I have set down in that Pamphlet on Chartism3 some thoughts of mine, which have lain oppressive in my heart these ten, some of them these twenty years; I applied more than once in past times to Editors of Reviews for leave to publish them in that way: but to no purpose; the Editors even of radical Reviews believe that the “condition of the Working Classes is daily and yearly improving”;—to which I used to answer, “Then what, in Heaven's name, are you?”4 At length, having now a kind of means to publish independent of Editors, I send forth the thing on its own footing,—primarily, to relieve myself of it, (which is one's only rule); and am now right glad that I have done with it, and that now the world has to do,—or not to do. I know not what you will say to the little Essay when you see it; I suppose there are several things in it you will heartily agree with: at all events, I will recommend it to you as an authentic shadow, so far as it goes, of my true sentiments on this subject; the completest utterance I could conveniently give at present of several things not very easy to utter.
For the rest I confess my hopes of the Aristocracy and Church are not high. I incline to fear that the Providence which governs this world will have appointed to teach them too, as is the usual case, only with stripes. Taught they will infallibly be, as I calculate; if not by milder and nobler ways, then even by stripes,—stripes and ever new stripes till they have learned, or else till they have been abolished and cast out as unteachable. Such striping is a frightful process,—for them and for us! Surely it behoves every man, who so views it, to do what is in him for forwarding that lesson with the fewest possible stripes!5
In this point of view, one would say it was extremely natural for the scattered individuals entertaining such thoughts, to unite themselves, and endeavour with mutual aid to make their thought an action. And yet do not most “Societies,” such is our spiritual impotency in this time, turn out very soon to be rather empty things; swollen mostly with cant, vanity and wind,—the main reality in them the dinners they eat! Alas, it is even so;—and yet not necessarily so, not by any means. Man can join with man for a true object; and “ten men united can do what a thousand singly would fail in”:6 it needs only that the men be true and the object be true. As for me, with little money, little health, with in fact no resources whatever except what lie within myself, all I can say is, If such a Society should ever come to existence it would be one of the highest duties and a really precious pleasure for me to do in it whatsoever my best ability were equal to. I invite you therefore not to drop your idea; but to canvass it farther in your own thoughts, and with others; and see whether it be not possible after all.7
Many thanks for your kind invitation to Rugby.

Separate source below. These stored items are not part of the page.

//! 入班记录：学生 × 班级，同一学生同时只有一条有效记录

use actix_web::{HttpRequest, HttpResponse, Result as ActixResult};
use tracing::info;

use crate::models::{
    ApiResponse, ErrorCode,
    enrollments::{CreateEnrollmentRequest, EnrollmentQuery, UpdateEnrollmentRequest},
};
use crate::services::students::create::ensure_class_has_room;
use crate::services::{enrolled_in_class, error_response, not_found};

super::lazy_service!(EnrollmentService);

impl EnrollmentService {
    pub async fn list_enrollments(
        &self,
        request: &HttpRequest,
        query: EnrollmentQuery,
    ) -> ActixResult<HttpResponse> {
        let storage = self.get_storage(request);
        match storage.list_enrollments(query).await {
            Ok(enrollments) => Ok(HttpResponse::Ok().json(ApiResponse::success(
                enrollments,
                "Enrollment list retrieved successfully",
            ))),
            Err(e) => Ok(error_response(&e, "Failed to retrieve enrollment list")),
        }
    }

    // 转入新班级时，原有效记录标记为已转出
    pub async fn create_enrollment(
        &self,
        request: &HttpRequest,
        body: CreateEnrollmentRequest,
    ) -> ActixResult<HttpResponse> {
        let storage = self.get_storage(request);

        match storage.get_student_by_id(body.student_id).await {
            Ok(Some(_)) => {}
            Ok(None) => return Ok(not_found(ErrorCode::StudentNotFound, "Student not found")),
            Err(e) => return Ok(error_response(&e, "Failed to load student")),
        }

        match enrolled_in_class(&storage, body.student_id, body.class_id).await {
            Ok(true) => {
                return Ok(HttpResponse::Conflict().json(ApiResponse::error_empty(
                    ErrorCode::EnrollmentAlreadyExists,
                    "Student is already enrolled in this class",
                )));
            }
            Ok(false) => {}
            Err(resp) => return Ok(resp),
        }

        if let Err(resp) = ensure_class_has_room(&storage, body.class_id).await {
            return Ok(resp);
        }

        match storage.create_enrollment(body.student_id, body.class_id).await {
            Ok(enrollment) => {
                info!(
                    "Student {} enrolled in class {}",
                    enrollment.student_id, enrollment.class_id
                );
                Ok(HttpResponse::Created().json(ApiResponse::success(
                    enrollment,
                    "Enrollment created successfully",
                )))
            }
            Err(e) => Ok(error_response(&e, "Failed to create enrollment")),
        }
    }

    pub async fn update_enrollment(
        &self,
        request: &HttpRequest,
        id: i64,
        body: UpdateEnrollmentRequest,
    ) -> ActixResult<HttpResponse> {
        let storage = self.get_storage(request);
        match storage.update_enrollment_status(id, body.status).await {
            Ok(Some(enrollment)) => Ok(HttpResponse::Ok().json(ApiResponse::success(
                enrollment,
                "Enrollment updated successfully",
            ))),
            Ok(None) => Ok(not_found(ErrorCode::EnrollmentNotFound, "Enrollment not found")),
            Err(e) => Ok(error_response(&e, "Failed to update enrollment")),
        }
    }

    pub async fn delete_enrollment(
        &self,
        request: &HttpRequest,
        id: i64,
    ) -> ActixResult<HttpResponse> {
        let storage = self.get_storage(request);
        match storage.delete_enrollment(id).await {
            Ok(true) => Ok(HttpResponse::Ok().json(ApiResponse::success_empty(
                "Enrollment deleted successfully",
            ))),
            Ok(false) => Ok(not_found(ErrorCode::EnrollmentNotFound, "Enrollment not found")),
            Err(e) => Ok(error_response(&e, "Failed to delete enrollment")),
        }
    }
}
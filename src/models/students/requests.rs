use serde::Deserialize;
use ts_rs::TS;

use super::entities::StudentStatus;
use crate::models::common::PaginationQuery;

// 学生列表查询参数
#[derive(Debug, Deserialize, TS)]
#[ts(export, export_to = "../frontend/src/types/generated/student.ts")]
pub struct StudentQueryParams {
    #[serde(flatten)]
    #[ts(flatten)]
    pub pagination: PaginationQuery,
    pub search: Option<String>,
    #[serde(
        default,
        deserialize_with = "crate::models::common::pagination::deserialize_optional_i64"
    )]
    pub class_id: Option<i64>,
    pub status: Option<StudentStatus>,
}

// 创建学生请求
//
// 提供 password 时同时创建学生登录账号；提供 class_id 时同时创建入班记录。
#[derive(Debug, Clone, Deserialize, TS)]
#[ts(export, export_to = "../frontend/src/types/generated/student.ts")]
pub struct CreateStudentRequest {
    pub name: String,
    pub email: String,
    pub phone: Option<String>,
    pub registration_number: String,
    pub birth_date: Option<String>,
    pub address: Option<String>,
    pub status: Option<StudentStatus>,
    pub class_id: Option<i64>,
    #[ts(optional)]
    pub password: Option<String>,
}

#[derive(Debug, Clone, Default, Deserialize, TS)]
#[ts(export, export_to = "../frontend/src/types/generated/student.ts")]
pub struct UpdateStudentRequest {
    pub name: Option<String>,
    pub email: Option<String>,
    pub phone: Option<String>,
    pub registration_number: Option<String>,
    pub birth_date: Option<String>,
    pub address: Option<String>,
    pub status: Option<StudentStatus>,
}

/// 学生名册范围（存储层）
#[derive(Debug, Clone, Copy, Default, PartialEq, Eq)]
pub struct StudentFilter {
    /// 只保留在该班级有效入班的学生
    pub class_id: Option<i64>,
    pub status: Option<StudentStatus>,
}
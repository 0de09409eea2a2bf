use crate::models::users::entities::Identity;
use serde::Serialize;
use ts_rs::TS;

#[derive(Debug, Serialize, TS)]
#[ts(export, export_to = "../frontend/src/types/generated/auth.ts")]
pub struct LoginResponse {
    pub access_token: String,
    /// 秒
    pub expires_in: i64,
    pub user: Identity,
    pub created_at: chrono::DateTime<chrono::Utc>,
}

#[derive(Debug, Serialize, TS)]
#[ts(export, export_to = "../frontend/src/types/generated/auth.ts")]
pub struct RefreshTokenResponse {
    pub access_token: String,
    pub expires_in: i64,
}
use actix_web::{HttpRequest, HttpResponse, Result as ActixResult, web};
use once_cell::sync::Lazy;

use crate::middlewares::{self, RequireCapability};
use crate::models::{
    students::requests::{CreateStudentRequest, StudentQueryParams, UpdateStudentRequest},
    users::capabilities::Capability,
};
use crate::services::StudentService;
use crate::utils::SafeIDI64;

static STUDENT_SERVICE: Lazy<StudentService> = Lazy::new(StudentService::new_lazy);

pub async fn list_students(
    req: HttpRequest,
    query: web::Query<StudentQueryParams>,
) -> ActixResult<HttpResponse> {
    STUDENT_SERVICE.list_students(&req, query.into_inner()).await
}

pub async fn create_student(
    req: HttpRequest,
    student_data: web::Json<CreateStudentRequest>,
) -> ActixResult<HttpResponse> {
    STUDENT_SERVICE
        .create_student(&req, student_data.into_inner())
        .await
}

pub async fn get_student(req: HttpRequest, id: SafeIDI64) -> ActixResult<HttpResponse> {
    STUDENT_SERVICE.get_student(&req, id.0).await
}

pub async fn update_student(
    req: HttpRequest,
    id: SafeIDI64,
    update_data: web::Json<UpdateStudentRequest>,
) -> ActixResult<HttpResponse> {
    STUDENT_SERVICE
        .update_student(&req, id.0, update_data.into_inner())
        .await
}

pub async fn delete_student(req: HttpRequest, id: SafeIDI64) -> ActixResult<HttpResponse> {
    STUDENT_SERVICE.delete_student(&req, id.0).await
}

// 配置路由
pub fn configure_student_routes(cfg: &mut web::ServiceConfig) {
    cfg.service(
        web::scope("/api/v1/students")
            .wrap(middlewares::RequireJWT)
            .service(
                web::resource("")
                    // 管理员查看全部，教师查看任教班级的学生
                    .route(web::get().to(list_students).wrap(RequireCapability::any(&[
                        Capability::ManageStudents,
                        Capability::RecordGrades,
                    ])))
                    .route(
                        web::post()
                            .to(create_student)
                            .wrap(RequireCapability::new(Capability::ManageStudents)),
                    ),
            )
            .service(
                web::resource("/{id}")
                    // 详情权限在服务层判断（学生可查看自己）
                    .route(web::get().to(get_student))
                    .route(
                        web::put()
                            .to(update_student)
                            .wrap(RequireCapability::new(Capability::ManageStudents)),
                    )
                    .route(
                        web::delete()
                            .to(delete_student)
                            .wrap(RequireCapability::new(Capability::ManageStudents)),
                    ),
            ),
    );
}
use actix_web::{HttpRequest, HttpResponse, Result as ActixResult};
use tracing::info;

use super::ClassService;
use crate::models::{ApiResponse, ErrorCode};
use crate::services::{error_response, not_found};

// 入班、授课安排、考勤、评语随班级级联删除
pub async fn delete_class(
    service: &ClassService,
    request: &HttpRequest,
    class_id: i64,
) -> ActixResult<HttpResponse> {
    let storage = service.get_storage(request);

    match storage.delete_class(class_id).await {
        Ok(true) => {
            info!("Class {} deleted", class_id);
            Ok(HttpResponse::Ok().json(ApiResponse::success_empty("Class deleted successfully")))
        }
        Ok(false) => Ok(not_found(ErrorCode::ClassNotFound, "Class not found")),
        Err(e) => Ok(error_response(&e, "Failed to delete class")),
    }
}
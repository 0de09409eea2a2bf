use async_trait::async_trait;
use moka::{Expiry, future::Cache};
use std::time::{Duration, Instant};
use tracing::debug;

use crate::cache::{CacheResult, ObjectCache};
use crate::config::AppConfig;
use crate::declare_object_cache_plugin;

declare_object_cache_plugin!("moka", MokaCacheWrapper);

/// 值与其 TTL（秒）一起存放，由 [`EntryTtl`] 决定过期时间
type Entry = (String, u64);

struct EntryTtl;

impl Expiry<String, Entry> for EntryTtl {
    fn expire_after_create(&self, _key: &String, value: &Entry, _created_at: Instant) -> Option<Duration> {
        Some(Duration::from_secs(value.1))
    }
}

pub struct MokaCacheWrapper {
    inner: Cache<String, Entry>,
    default_ttl: u64,
}

impl MokaCacheWrapper {
    pub fn new() -> Result<Self, String> {
        let config = AppConfig::get();
        Ok(Self::with_capacity(
            config.cache.memory.max_capacity,
            config.cache.default_ttl,
        ))
    }

    pub fn with_capacity(max_capacity: u64, default_ttl: u64) -> Self {
        let inner = Cache::builder()
            .max_capacity(max_capacity)
            .expire_after(EntryTtl)
            .build();
        debug!(
            "MokaCacheWrapper initialized with max capacity: {}, default TTL: {}s",
            max_capacity, default_ttl
        );
        Self { inner, default_ttl }
    }
}

#[async_trait]
impl ObjectCache for MokaCacheWrapper {
    async fn get_raw(&self, key: &str) -> CacheResult<String> {
        match self.inner.get(key).await {
            Some((value, _)) => CacheResult::Found(value),
            None => {
                debug!("Key not found in cache: {}", key);
                CacheResult::NotFound
            }
        }
    }

    async fn insert_raw(&self, key: String, value: String, ttl: u64) {
        let ttl = if ttl == 0 { self.default_ttl } else { ttl };
        self.inner.insert(key, (value, ttl)).await;
    }

    async fn remove(&self, key: &str) {
        self.inner.invalidate(key).await;
    }

    async fn invalidate_all(&self) {
        self.inner.invalidate_all();
    }
}

#[cfg(test)]
mod tests {
    use super::*;

    #[tokio::test]
    async fn insert_get_remove() {
        let cache = MokaCacheWrapper::with_capacity(100, 60);
        cache
            .insert_raw("revoked:abc".to_string(), "1".to_string(), 0)
            .await;
        assert_eq!(
            cache.get_raw("revoked:abc").await,
            CacheResult::Found("1".to_string())
        );
        cache.remove("revoked:abc").await;
        assert_eq!(cache.get_raw("revoked:abc").await, CacheResult::NotFound);
    }
}
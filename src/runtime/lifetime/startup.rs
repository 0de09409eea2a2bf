use crate::cache::{ObjectCache, register::get_object_cache_plugin};
use crate::config::AppConfig;
use crate::errors::Result;
use crate::models::users::entities::{User, UserRole};
use crate::models::users::requests::CreateUserRequest;
use crate::storage::Storage;
use crate::utils::password::hash_password;
use std::sync::Arc;
use tracing::{debug, info, warn};

const DEFAULT_ADMIN_EMAIL: &str = "admin@localhost";
const DEFAULT_ADMIN_NAME: &str = "Administrator";

/// 缓存后端不可用时的回退
const FALLBACK_CACHE: &str = "moka";

pub struct StartupContext {
    pub storage: Arc<dyn Storage>,
    pub cache: Arc<dyn ObjectCache>,
}

/// 创建缓存实例，配置的后端失败时回退到内存缓存
async fn create_cache() -> std::result::Result<Arc<dyn ObjectCache>, Box<dyn std::error::Error>> {
    let cache_type = AppConfig::get().cache.cache_type.as_str();

    let mut candidates = vec![cache_type];
    if cache_type != FALLBACK_CACHE {
        candidates.push(FALLBACK_CACHE);
    }

    for name in candidates {
        let Some(constructor) = get_object_cache_plugin(name) else {
            warn!("Cache backend '{}' not found in registry", name);
            continue;
        };
        match constructor().await {
            Ok(cache) => {
                if name != cache_type {
                    warn!("Falling back to {} cache backend", name);
                }
                warn!("Successfully created {} cache backend", name);
                return Ok(Arc::from(cache));
            }
            Err(e) => warn!("Failed to create {} cache: {}", name, e),
        }
    }

    Err(format!("No cache backend available (tried: {cache_type})").into())
}

/// 生成随机密码
fn generate_random_password(length: usize) -> String {
    use rand::Rng;
    const CHARSET: &[u8] = b"ABCDEFGHIJKLMNOPQRSTUVWXYZabcdefghijklmnopqrstuvwxyz0123456789!@#$%";
    let mut rng = rand::rng();
    (0..length)
        .map(|_| {
            let idx = rng.random_range(0..CHARSET.len());
            CHARSET[idx] as char
        })
        .collect()
}

/// 没有任何账号时创建默认管理员，返回新建的账号
async fn ensure_admin(storage: &Arc<dyn Storage>, password_hash: String) -> Result<Option<User>> {
    let count = storage.count_users().await?;
    if count > 0 {
        debug!("Database already has {} user(s), skipping admin seed", count);
        return Ok(None);
    }

    let user = storage
        .create_user(CreateUserRequest {
            name: DEFAULT_ADMIN_NAME.to_string(),
            email: DEFAULT_ADMIN_EMAIL.to_string(),
            password_hash,
            role: UserRole::Admin,
            avatar_url: None,
        })
        .await?;
    Ok(Some(user))
}

/// 初始化默认管理员账号
async fn seed_admin(storage: &Arc<dyn Storage>) {
    match storage.count_users().await {
        Ok(0) => info!("No users found in database, creating default admin account..."),
        Ok(_) => return,
        Err(e) => {
            warn!("Failed to count users: {}, skipping admin seed", e);
            return;
        }
    }

    // 优先使用环境变量，否则生成随机密码
    let password = std::env::var("ADMIN_PASSWORD").unwrap_or_else(|_| {
        let pwd = generate_random_password(16);
        warn!("==========================================================");
        warn!("  ADMIN PASSWORD NOT SET - USING GENERATED PASSWORD");
        warn!("  Generated admin password: {}", pwd);
        warn!("  Please save this password or set ADMIN_PASSWORD env var");
        warn!("==========================================================");
        pwd
    });

    let password_hash = match hash_password(&password) {
        Ok(hash) => hash,
        Err(e) => {
            warn!("Failed to hash admin password: {}, skipping admin seed", e);
            return;
        }
    };

    match ensure_admin(storage, password_hash).await {
        Ok(Some(user)) => info!(
            "Default admin account created successfully (ID: {}, email: {})",
            user.id, user.email
        ),
        Ok(None) => {}
        Err(e) => warn!("Failed to create admin account: {}", e),
    }
}

/// 准备服务器启动的上下文：存储（含迁移）、默认管理员、缓存
pub async fn prepare_server_startup() -> StartupContext {
    rustls::crypto::ring::default_provider()
        .install_default()
        .expect("Failed to install rustls crypto provider");

    if cfg!(debug_assertions) {
        crate::cache::register::debug_object_cache_registry();
        debug!("Debug mode: Cache registry is enabled");
    }

    let storage = crate::storage::create_storage()
        .await
        .expect("Failed to create storage backend");
    warn!("Storage backend initialized and migrations completed");

    seed_admin(&storage).await;

    let cache = create_cache().await.expect("Failed to create cache");
    warn!("Cache backend initialized");

    StartupContext { storage, cache }
}

#[cfg(test)]
mod tests {
    use super::*;
    use crate::config::DatabaseConfig;
    use crate::storage::sea_orm_storage::SeaOrmStorage;

    #[test]
    fn generated_password_uses_charset() {
        let pwd = generate_random_password(16);
        assert_eq!(pwd.chars().count(), 16);
        assert!(pwd.chars().all(|c| c.is_ascii_alphanumeric() || "!@#$%".contains(c)));
    }

    #[tokio::test]
    async fn admin_is_seeded_only_once() {
        let storage: Arc<dyn Storage> = Arc::new(
            SeaOrmStorage::with_database_config(&DatabaseConfig {
                url: "sqlite::memory:".to_string(),
                pool_size: 1,
                timeout: 5,
            })
            .await
            .unwrap(),
        );

        let admin = ensure_admin(&storage, "hash".to_string()).await.unwrap().unwrap();
        assert_eq!(admin.email, DEFAULT_ADMIN_EMAIL);
        assert_eq!(admin.role(), Some(UserRole::Admin));
        assert_eq!(admin.identity().avatar, "A");

        assert!(ensure_admin(&storage, "hash".to_string()).await.unwrap().is_none());
        assert_eq!(storage.count_users().await.unwrap(), 1);
    }
}
use actix_web::{HttpRequest, HttpResponse, Result as ActixResult};
use tracing::info;

use super::{ClassService, ensure_teacher_exists, validate_capacity};
use crate::config::AppConfig;
use crate::models::{ApiResponse, ErrorCode, classes::requests::CreateClassRequest};
use crate::services::{bad_request, error_response};

pub async fn create_class(
    service: &ClassService,
    request: &HttpRequest,
    mut class_data: CreateClassRequest,
) -> ActixResult<HttpResponse> {
    class_data.name = class_data.name.trim().to_string();
    if class_data.name.is_empty() {
        return Ok(bad_request(ErrorCode::BadRequest, "Class name must not be empty"));
    }
    if class_data.grade_level.trim().is_empty() {
        return Ok(bad_request(ErrorCode::BadRequest, "Grade level must not be empty"));
    }
    if let Err(msg) = validate_capacity(class_data.capacity) {
        return Ok(bad_request(ErrorCode::BadRequest, msg));
    }

    // 未指定学年时使用当前学年
    class_data.year.get_or_insert(AppConfig::get().app.school_year);

    let storage = service.get_storage(request);

    if let Some(teacher_id) = class_data.teacher_id
        && let Err(resp) = ensure_teacher_exists(&storage, teacher_id).await
    {
        return Ok(resp);
    }

    match storage.create_class(class_data).await {
        Ok(class) => {
            info!("Class {} ({}) created", class.id, class.name);
            Ok(HttpResponse::Created()
                .json(ApiResponse::success(class, "Class created successfully")))
        }
        Err(e) => Ok(error_response(&e, "Class creation failed")),
    }
}
//! 考勤实体

use sea_orm::entity::prelude::*;

#[derive(Clone, Debug, PartialEq, DeriveEntityModel)]
#[sea_orm(table_name = "attendance")]
pub struct Model {
    #[sea_orm(primary_key)]
    pub id: i64,
    pub student_id: i64,
    pub class_id: i64,
    pub date: String,
    pub present: bool,
    pub created_at: i64,
    pub updated_at: i64,
}

#[derive(Copy, Clone, Debug, EnumIter, DeriveRelation)]
pub enum Relation {
    #[sea_orm(
        belongs_to = "super::students::Entity",
        from = "Column::StudentId",
        to = "super::students::Column::Id",
        on_delete = "Cascade"
    )]
    Student,
    #[sea_orm(
        belongs_to = "super::classes::Entity",
        from = "Column::ClassId",
        to = "super::classes::Column::Id",
        on_delete = "Cascade"
    )]
    Class,
}

impl Related<super::students::Entity> for Entity {
    fn to() -> RelationDef {
        Relation::Student.def()
    }
}

impl Related<super::classes::Entity> for Entity {
    fn to() -> RelationDef {
        Relation::Class.def()
    }
}

impl ActiveModelBehavior for ActiveModel {}

impl Model {
    pub fn into_record(self) -> crate::models::attendance::AttendanceRecord {
        use super::from_timestamp;

        crate::models::attendance::AttendanceRecord {
            id: self.id,
            student_id: self.student_id,
            class_id: self.class_id,
            date: self.date,
            present: self.present,
            created_at: from_timestamp(self.created_at),
            updated_at: from_timestamp(self.updated_at),
        }
    }
}
/*!
 * 基于能力表的访问控制中间件
 *
 * 必须在 RequireJWT 之后使用。角色标签未识别的账号没有任何能力。
 *
 * ```rust,ignore
 * web::scope("/api/v1/teachers")
 *     .wrap(RequireCapability::new(Capability::ManageTeachers))
 *     .wrap(RequireJWT)
 * ```
 *
 * 任一能力即可：
 *
 * ```rust,ignore
 * .wrap(RequireCapability::any(&[Capability::RecordGrades, Capability::ViewOwnGrades]))
 * ```
 */

use actix_service::{Service, Transform};
use actix_web::{
    Error, HttpMessage,
    body::EitherBody,
    dev::{ServiceRequest, ServiceResponse},
    http::StatusCode,
};
use futures_util::future::{LocalBoxFuture, Ready, ready};
use std::rc::Rc;
use tracing::info;

use crate::models::{
    ErrorCode,
    users::{capabilities::Capability, entities},
};

use super::create_error_response;

#[derive(Clone)]
pub struct RequireCapability {
    accepted: Vec<Capability>,
}

impl RequireCapability {
    pub fn new(capability: Capability) -> Self {
        Self {
            accepted: vec![capability],
        }
    }

    /// 具备其中任一能力即可
    pub fn any(capabilities: &[Capability]) -> Self {
        Self {
            accepted: capabilities.to_vec(),
        }
    }
}

impl<S, B> Transform<S, ServiceRequest> for RequireCapability
where
    S: Service<ServiceRequest, Response = ServiceResponse<B>, Error = Error> + 'static,
    B: 'static,
{
    type Response = ServiceResponse<EitherBody<B>>;
    type Error = Error;
    type InitError = ();
    type Transform = RequireCapabilityMiddleware<S>;
    type Future = Ready<Result<Self::Transform, Self::InitError>>;

    fn new_transform(&self, service: S) -> Self::Future {
        ready(Ok(RequireCapabilityMiddleware {
            service: Rc::new(service),
            accepted: self.accepted.clone(),
        }))
    }
}

pub struct RequireCapabilityMiddleware<S> {
    service: Rc<S>,
    accepted: Vec<Capability>,
}

impl<S, B> Service<ServiceRequest> for RequireCapabilityMiddleware<S>
where
    S: Service<ServiceRequest, Response = ServiceResponse<B>, Error = Error> + 'static,
    B: 'static,
{
    type Response = ServiceResponse<EitherBody<B>>;
    type Error = Error;
    type Future = LocalBoxFuture<'static, Result<Self::Response, Self::Error>>;

    fn poll_ready(
        &self,
        ctx: &mut std::task::Context<'_>,
    ) -> std::task::Poll<Result<(), Self::Error>> {
        self.service.poll_ready(ctx)
    }

    fn call(&self, req: ServiceRequest) -> Self::Future {
        let srv = self.service.clone();
        let accepted = self.accepted.clone();

        Box::pin(async move {
            let user = req.extensions().get::<entities::User>().cloned();

            let Some(user) = user else {
                info!(
                    "Capability check failed: no user in request. Make sure RequireJWT middleware is applied first."
                );
                return Ok(req.into_response(
                    create_error_response(
                        StatusCode::UNAUTHORIZED,
                        ErrorCode::Unauthorized,
                        "Authentication required",
                    )
                    .map_into_right_body(),
                ));
            };

            let allowed = user
                .role()
                .is_some_and(|role| accepted.iter().any(|c| role.can(*c)));

            if allowed {
                let res = srv.call(req).await?.map_into_left_body();
                Ok(res)
            } else {
                info!(
                    "Access denied for user {} (role: {}). Required any of: {:?}",
                    user.id, user.role, accepted
                );
                Ok(req.into_response(
                    create_error_response(
                        StatusCode::FORBIDDEN,
                        ErrorCode::Forbidden,
                        "Access denied.",
                    )
                    .map_into_right_body(),
                ))
            }
        })
    }
}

I used to know Warwickshire a little; to see you and what you preside over would be in all ways interesting: neither will I fling away the hope of making it out one day or other.8 Unhappily I am one of the worst of Travellers;—ought in short, as I many times think to have been made like a snail, with my house and establishment on my back. It is not with my will, but greatly against it, that I have led from of old one of the loneliest lives.
Probably you come up to Town in May, as all the world does? If so, pray find out Chelsea, and my dwellingplace here: you shall be a welcome sight to me, then or at any time.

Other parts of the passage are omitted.